Meta has announced a change to their content moderation policies, admitting previous policies have gone too far and fact checkers “have destroyed more trust than they created.” Mark Zuckerberg called the recent election a “cultural tipping point towards once again prioritizing speech.

Nowhere is the battle over free speech more intense than in higher education, which is struggling to deal with antisemitic rhetoric. This comes after many years of these same elite institutions ostracizing conservative voices on college campuses. Our data from last April showed only 19% of the electorate approving of how colleges and universities have handled campus protests. The inability to effectively deal with free speech comes in part from organizations like these and others running elite-based strategies that promoted preferred narratives that skewed left, treating the rest of the country as irrelevant. But the rest of America roared back in the November election against opposition from elites.
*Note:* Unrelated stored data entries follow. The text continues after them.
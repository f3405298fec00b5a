//! The single entry point the write path calls after a durable commit.

use std::sync::Arc;

use sigtrack_cache::TagCache;
use sigtrack_core::MutationEvent;
use tracing::debug;

use crate::dispatch::BroadcastDispatcher;

/// Invalidates a mutation's cache tags, then broadcasts it.
///
/// Holds explicit handles to its collaborators; the write path receives a
/// `MutationPublisher` at construction rather than reaching for a global.
/// The invalidate-then-dispatch order is the contract: a client that
/// re-queries after receiving the push must never be served the pre-mutation
/// cached value.
pub struct MutationPublisher {
    cache: Arc<TagCache>,
    dispatcher: Arc<BroadcastDispatcher>,
}

impl MutationPublisher {
    /// Wire a publisher to its cache and dispatcher.
    pub fn new(cache: Arc<TagCache>, dispatcher: Arc<BroadcastDispatcher>) -> Self {
        Self { cache, dispatcher }
    }

    /// Publish one committed mutation. Returns the number of connections the
    /// update frame was delivered to.
    pub fn publish(&self, event: &MutationEvent) -> usize {
        // Both scope dimensions, before any frame leaves the process.
        for tag in event.scope.tags() {
            let _ = self.cache.invalidate(&tag);
        }
        debug!(scope = %event.scope, "scope tags invalidated");
        self.dispatcher.dispatch(event)
    }

    /// The cache reads are recorded against.
    pub fn cache(&self) -> &Arc<TagCache> {
        &self.cache
    }
}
As our data has shown, concerns over free speech are not new and are not limited to conservatives. From work we did in July 2020, a majority of the electorate (52%) identified with the statement that true free speech and freedom of belief do not exist in this country today because of political correctness and potential consequences such as losing a job for not conforming to beliefs and narratives being promoted by the media, academia and elites. Only 34% believed that “free speech and freedom of belief exist in this country” and said they were free to speak their minds. Across party and ideology, liberal Democrats were the only voter group who felt free to express their beliefs at work or in social situations.

Many companies and institutions remain out of touch because they simply do not have enough representation of conservatives in decision-making, rarely hearing from this perspective. Now they may find themselves out in the cold in Washington with Republicans having control of the White House, Senate and House.

In the last election, exit polls showed that 16% of the electorate identified as liberal Democrat. 24% of the electorate identified as conservative Republican. That translates into 12.4 million more conservative Republicans than liberal Democrats at a national level. But a much larger portion of the electorate — 60% — were “everyone else” who did not identify with either party’s base. This group translates into over 93 million Americans who voted in the November election — 31.7 million more than the two party bases combined. However, there are more conservative Republicans than liberal Democrats in the country, meaning America is center-right.

Organizations will have to find a way to balance ideological diversity by ensuring they do not underrepresent conservatives, but also engage those who don’t identify with either party base so that their voices are heard in public discourse.